A week after the dismal “X-Men Origins: Wolverine” dragged its sad carcass to the top of the box office heap, the much-anticipated, hyper-publicized “Star Trek” soars to the pinnacle of the charts as a massively entertaining, triumphant spectacle.
J.J. Abrams is no stranger to a rabid fanbase. Yet even the zeal of the “Alias” and “Lost“ devotees wouldn‘t have prepared the director for the onslaught from Trekkies if he‘d gotten it wrong. Trouble with Tribbles, indeed. And because the franchise is considered such a niche, the average filmgoer would have given a new underwhelming flick in the series no more than a passing glance. But Abrams has allayed any fears. He has crafted a film which will captivate a wide swath of folks, from the neophyte — say someone who only knows Avery Brooks from “Spencer for Hire” — to the fluent Klingon linguist.
Abrams has executed a dexterous balancing act. There is a respectful nod to the past, with a wink at times, but the film is clearly modern. The tone found between instances of humor and drama feels right and the pace clicks along briskly. The detailed backstory is understandable as much of the film intercuts across time, locations, and story arcs as the young crew meet and train at Starfleet Academy while an impeding Romulan menace gathers. Ultimately, the forces of the USS Enterprise and the Narada engage in a final, pulsating confrontation. (There’s quite a bit more happening than that but it’s not fair to play the spoiler.) The script by Roberto Orci and Alex Kurtzman straddles the lighter moments and the instances of pathos with alacrity.
It doesn’t take long to decipher that “Star Trek“ is a confident prologue to the Star Trek saga. An enthralling opening sequence set on the doomed USS Kelvin which reveals the circumstances of Kirk’s birth and the fate of his father is tight, stirring and heartrending.

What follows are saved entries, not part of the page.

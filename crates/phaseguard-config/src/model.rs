use camino::Utf8PathBuf;
use serde::{Deserialize, Serialize};
use std::collections::BTreeMap;
use std::time::Duration;

use phaseguard_utils::paths::{Layout, phaseguard_home};
use phaseguard_utils::types::{ExecutionMode, RolloutPhase};

pub const DEFAULT_LOCK_WAIT_MS: u64 = 2000;
pub const DEFAULT_LOCK_POLL_MS: u64 = 50;
pub const DEFAULT_STALE_AFTER_SECS: u64 = 3600;

/// Source of a configuration value.
///
/// Serializes to lowercase strings: `"cli"`, `"config"`, `"programmatic"`, `"default"`.
#[derive(Debug, Clone, Copy, Serialize, Deserialize, PartialEq, Eq)]
#[serde(rename_all = "lowercase")]
pub enum ConfigSource {
    Cli,
    Config,
    Programmatic,
    Default,
}

/// Effective configuration after discovery.
#[derive(Debug, Clone, PartialEq)]
pub struct Config {
    pub defaults: Defaults,
    pub lock: LockConfig,
    pub state: StateConfig,
    pub registry: RegistryConfig,
    pub engine: EngineConfig,
    /// Where each key's value came from
    pub source_attribution: BTreeMap<String, ConfigSource>,
    /// Config file that was loaded, if any
    pub config_path: Option<Utf8PathBuf>,
}

#[derive(Debug, Clone, Default, PartialEq, Eq, Serialize, Deserialize)]
pub struct Defaults {
    pub home: Option<Utf8PathBuf>,
    pub execution_mode: ExecutionMode,
    pub log_level: Option<String>,
}

#[derive(Debug, Clone, Copy, PartialEq, Eq, Serialize, Deserialize)]
pub struct LockConfig {
    pub wait_ms: u64,
    pub poll_ms: u64,
    pub stale_after_secs: u64,
}

impl Default for LockConfig {
    fn default() -> Self {
        Self {
            wait_ms: DEFAULT_LOCK_WAIT_MS,
            poll_ms: DEFAULT_LOCK_POLL_MS,
            stale_after_secs: DEFAULT_STALE_AFTER_SECS,
        }
    }
}

impl LockConfig {
    #[must_use]
    pub fn wait(&self) -> Duration {
        Duration::from_millis(self.wait_ms)
    }

    #[must_use]
    pub fn poll(&self) -> Duration {
        Duration::from_millis(self.poll_ms)
    }

    #[must_use]
    pub fn stale_after(&self) -> Duration {
        Duration::from_secs(self.stale_after_secs)
    }
}

#[derive(Debug, Clone, Copy, Default, PartialEq, Eq, Serialize, Deserialize)]
pub struct StateConfig {
    /// Default rollout phase when a run has no `rollout.json` marker
    pub rollout: RolloutPhase,
    /// Accept legacy field names during `engine-only`
    pub allow_legacy_fields: bool,
}

#[derive(Debug, Clone, Default, PartialEq, Eq, Serialize, Deserialize)]
pub struct RegistryConfig {
    /// Registry file replacing the built-in copy
    pub path: Option<Utf8PathBuf>,
}

#[derive(Debug, Clone, PartialEq, Eq, Serialize, Deserialize)]
pub struct EngineConfig {
    pub version: String,
}

impl Default for EngineConfig {
    fn default() -> Self {
        Self {
            version: env!("CARGO_PKG_VERSION").to_string(),
        }
    }
}

impl Default for Config {
    fn default() -> Self {
        Self {
            defaults: Defaults::default(),
            lock: LockConfig::default(),
            state: StateConfig::default(),
            registry: RegistryConfig::default(),
            engine: EngineConfig::default(),
            source_attribution: BTreeMap::new(),
            config_path: None,
        }
    }
}

impl Config {
    /// State root: explicit `home`, else `PHASEGUARD_HOME`, else `.phaseguard`.
    #[must_use]
    pub fn home(&self) -> Utf8PathBuf {
        self.defaults.home.clone().unwrap_or_else(phaseguard_home)
    }

    #[must_use]
    pub fn layout(&self) -> Layout {
        Layout::new(self.home())
    }

    #[must_use]
    pub fn execution_mode(&self) -> ExecutionMode {
        self.defaults.execution_mode
    }

    #[must_use]
    pub fn source_of(&self, key: &str) -> ConfigSource {
        self.source_attribution
            .get(key)
            .copied()
            .unwrap_or(ConfigSource::Default)
    }
}

/// Values supplied on the command line. `None` means "not given".
#[derive(Debug, Clone, Default)]
pub struct CliArgs {
    pub config_path: Option<Utf8PathBuf>,
    pub home: Option<Utf8PathBuf>,
    pub execution_mode: Option<ExecutionMode>,
    pub log_level: Option<String>,
    pub lock_wait_ms: Option<u64>,
}

/// Raw file shape. Every section and key is optional.
#[derive(Debug, Clone, Default, Deserialize)]
#[serde(deny_unknown_fields)]
pub(crate) struct TomlConfig {
    pub defaults: Option<TomlDefaults>,
    pub lock: Option<TomlLock>,
    pub state: Option<TomlState>,
    pub registry: Option<RegistryConfig>,
    pub engine: Option<TomlEngine>,
}

#[derive(Debug, Clone, Default, Deserialize)]
#[serde(deny_unknown_fields)]
pub(crate) struct TomlDefaults {
    pub home: Option<Utf8PathBuf>,
    pub execution_mode: Option<String>,
    pub log_level: Option<String>,
}

#[derive(Debug, Clone, Default, Deserialize)]
#[serde(deny_unknown_fields)]
pub(crate) struct TomlLock {
    pub wait_ms: Option<u64>,
    pub poll_ms: Option<u64>,
    pub stale_after_secs: Option<u64>,
}

#[derive(Debug, Clone, Default, Deserialize)]
#[serde(deny_unknown_fields)]
pub(crate) struct TomlState {
    pub rollout: Option<String>,
    pub allow_legacy_fields: Option<bool>,
}

#[derive(Debug, Clone, Default, Deserialize)]
#[serde(deny_unknown_fields)]
pub(crate) struct TomlEngine {
    pub version: Option<String>,
}
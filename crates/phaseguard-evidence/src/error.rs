use thiserror::Error;

use phaseguard_utils::error::{ErrorCategory, FsError, UserFriendlyError};

#[derive(Error, Debug)]
pub enum EvidenceError {
    #[error("Invalid evidence record: {0}")]
    Invalid(String),

    #[error("Evidence '{evidence_id}' already recorded")]
    Duplicate { evidence_id: String },

    #[error("Evidence '{evidence_id}' failed integrity check")]
    Integrity { evidence_id: String },

    #[error("Corrupt evidence log {path} at line {line}: {reason}")]
    CorruptLog {
        path: String,
        line: usize,
        reason: String,
    },

    #[error(transparent)]
    Fs(#[from] FsError),
}

impl UserFriendlyError for EvidenceError {
    fn user_message(&self) -> String {
        match self {
            Self::Invalid(reason) => format!("Evidence record rejected: {reason}"),
            Self::Duplicate { evidence_id } => {
                format!("An evidence record with id '{evidence_id}' already exists")
            }
            Self::Integrity { evidence_id } => {
                format!("Evidence '{evidence_id}' does not match its sha256")
            }
            Self::CorruptLog { path, line, .. } => {
                format!("Evidence log '{path}' is corrupt at line {line}")
            }
            Self::Fs(e) => e.user_message(),
        }
    }

    fn context(&self) -> Option<String> {
        match self {
            Self::Duplicate { .. } => {
                Some("Evidence records are immutable once recorded".to_string())
            }
            Self::CorruptLog { reason, .. } => Some(reason.clone()),
            Self::Fs(e) => e.context(),
            _ => None,
        }
    }

    fn suggestions(&self) -> Vec<String> {
        match self {
            Self::Duplicate { .. } => vec!["Record the new observation under a fresh id".to_string()],
            Self::Integrity { .. } => {
                vec!["Re-run the probe that produced this evidence".to_string()]
            }
            Self::CorruptLog { .. } => vec![
                "Restore evidence.jsonl from a backup or start a new run".to_string(),
            ],
            Self::Fs(e) => e.suggestions(),
            Self::Invalid(_) => Vec::new(),
        }
    }

    fn category(&self) -> ErrorCategory {
        match self {
            Self::Integrity { .. } | Self::CorruptLog { .. } => ErrorCategory::Integrity,
            Self::Fs(_) => ErrorCategory::FileSystem,
            _ => ErrorCategory::Validation,
        }
    }
}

Technically, the special effects are stupendous, especially the intricate ships and palpitating space battles. The cinematography from Dan Mindel is equally strong in space and on the ground. And a fight sequence with the newly graduated Kirk and Sulu skydiving onto a floating laser drill is riveting and highlights the stellar editing by Maryann Brandon and Mary Jo Markey. Costume designer Michael Kaplan creates costumes that are familiar but subtlety updated.
While the film has serious sci-fi chops and dire situations, “Star Trek” doesn’t overlook the comedy inherent in the original inspiration. So along with breezy, witty banter, we find Kirk macking with a green-skinned lady, an exasperated Bones punctuating almost every declaration with “Dammit” and Scotty declaring that he can’t hold it much longer. (It also discloses an unexpected romance.)
With a cast of newcomers and familiar faces, characters are given fresh, valid interpretations. Chris Pine is a blast as the brash James T. Kirk. Zachary Quinto is well known as Sylar on “Heroes,” and he completely nails the part of Spock, which must have been one of the more intimidating attempts in recent years. Quinto’s assured portrayal of the taciturn Vulcan-Human is highlighted in his scenes with Leonard Nimoy, who makes an admirable cameo. Zoe Saldana struts beguilingly as Nyota Uhura while Karl Urban convincingly pouts as Dr. ‘Bones’ McCoy. Once aboard the revamped Enterprise, both John Cho of “Harold and Kumar” fame as Hikaru Sulu and Anton Yelchin as Pavel Chekov deliver strong personas. The winsome Simon Pegg clearly has the time of his life as Scotty. An almost unrecognizable Eric Bana erupts as the vengeful rogue Romulan, Nero. (It’s a nice touch that an ancillary role like Ayel, Nero’s second in command, is cast with the talented Clifton Collins, Jr.)
“Star Trek” is an impressive feat. It has vanquished all doubts and raised expectations for the next chapter. And it might be difficult to lure Abrams back to a deserted South Pacific island when he can explore strange new worlds across the galaxies.